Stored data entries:
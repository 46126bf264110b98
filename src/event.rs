//! The event module holds the single domain record produced by extraction
//! and persisted by the storage layer.

use anyhow::{Result, bail};
use chrono::NaiveDate;

use crate::constants::UNKNOWN_LOCATION;

/// Represents an event extracted from a crawled page.
///
/// Events are only built through [`Event::new`], so a title is always present.
#[derive(Debug, Clone, PartialEq, Eq)]
pub struct Event {
    id: Option<i64>,
    title: String,
    date: Option<NaiveDate>,
    location: String,
    source_url: String,
}

impl Event {
    /// Creates a new event that has not been stored yet.
    ///
    /// Surrounding whitespace is trimmed from every text field. A missing, blank
    /// or `unbekannt` location becomes [`UNKNOWN_LOCATION`].
    ///
    /// # Errors
    ///
    /// Returns an error if the title is empty after trimming.
    pub fn new(
        title: &str,
        date: Option<NaiveDate>,
        location: Option<&str>,
        source_url: &str,
    ) -> Result<Self> {
        let title = title.trim();
        if title.is_empty() {
            bail!("Event title must not be empty");
        }

        let location = match location.map(str::trim) {
            Some(location) if !location.is_empty() && !is_unknown(location) => location,
            _ => UNKNOWN_LOCATION,
        };

        Ok(Self {
            id: None,
            title: title.to_owned(),
            date,
            location: location.to_owned(),
            source_url: source_url.trim().to_owned(),
        })
    }

    pub(crate) fn with_id(mut self, id: i64) -> Self {
        self.id = Some(id);
        self
    }

    /// Storage identity, `None` until the event has been loaded from the store.
    pub fn id(&self) -> Option<i64> {
        self.id
    }

    pub fn title(&self) -> &str {
        &self.title
    }

    pub fn date(&self) -> Option<NaiveDate> {
        self.date
    }

    pub fn location(&self) -> &str {
        &self.location
    }

    pub fn source_url(&self) -> &str {
        &self.source_url
    }
}

/// Checks whether the extractor's "unknown" marker was given.
pub(crate) fn is_unknown(value: &str) -> bool {
    value.trim().eq_ignore_ascii_case(UNKNOWN_LOCATION)
}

**REQUIRED ACTION**
Each entry is to be written out exactly as it was given.

**RESULT OF THE TASK**
repository 46126bf264110b98
filename src/event.rs
//! The event module holds the single domain record produced by extraction
//! and persisted by the storage layer.

use anyhow::{Result, bail};
use chrono::NaiveDate;

use crate::constants::UNKNOWN_LOCATION;

/// Represents an event extracted from a crawled page.
///
/// Events are only built through [`Event::new`], so a title is always present.
#[derive(Debug, Clone, PartialEq, Eq)]
pub struct Event {
    id: Option<i64>,
    title: String,
    date: Option<NaiveDate>,
    location: String,
    source_url: String,
}

impl Event {
    /// Creates a new event that has not been stored yet.
    ///
    /// Surrounding whitespace is trimmed from every text field. A missing, blank
    /// or `unbekannt` location becomes [`UNKNOWN_LOCATION`].
    ///
    /// # Errors
    ///
    /// Returns an error if the title is empty after trimming.
    pub fn new(
        title: &str,
        date: Option<NaiveDate>,
        location: Option<&str>,
        source_url: &str,
    ) -> Result<Self> {
        let title = title.trim();
        if title.is_empty() {
            bail!("Event title must not be empty");
        }

        let location = match location.map(str::trim) {
            Some(location) if !location.is_empty() && !is_unknown(location) => location,
            _ => UNKNOWN_LOCATION,
        };

        Ok(Self {
            id: None,
            title: title.to_owned(),
            date,
            location: location.to_owned(),
            source_url: source_url.trim().to_owned(),
        })
    }

    pub(crate) fn with_id(mut self, id: i64) -> Self {
        self.id = Some(id);
        self
    }

    /// Storage identity, `None` until the event has been loaded from the store.
    pub fn id(&self) -> Option<i64> {
        self.id
    }

    pub fn title(&self) -> &str {
        &self.title
    }

    pub fn date(&self) -> Option<NaiveDate> {
        self.date
    }

    pub fn location(&self) -> &str {
        &self.location
    }

    pub fn source_url(&self) -> &str {
        &self.source_url
    }
}

/// Checks whether the extractor's "unknown" marker was given.
pub(crate) fn is_unknown(value: &str) -> bool {
    value.trim().eq_ignore_ascii_case(UNKNOWN_LOCATION)
}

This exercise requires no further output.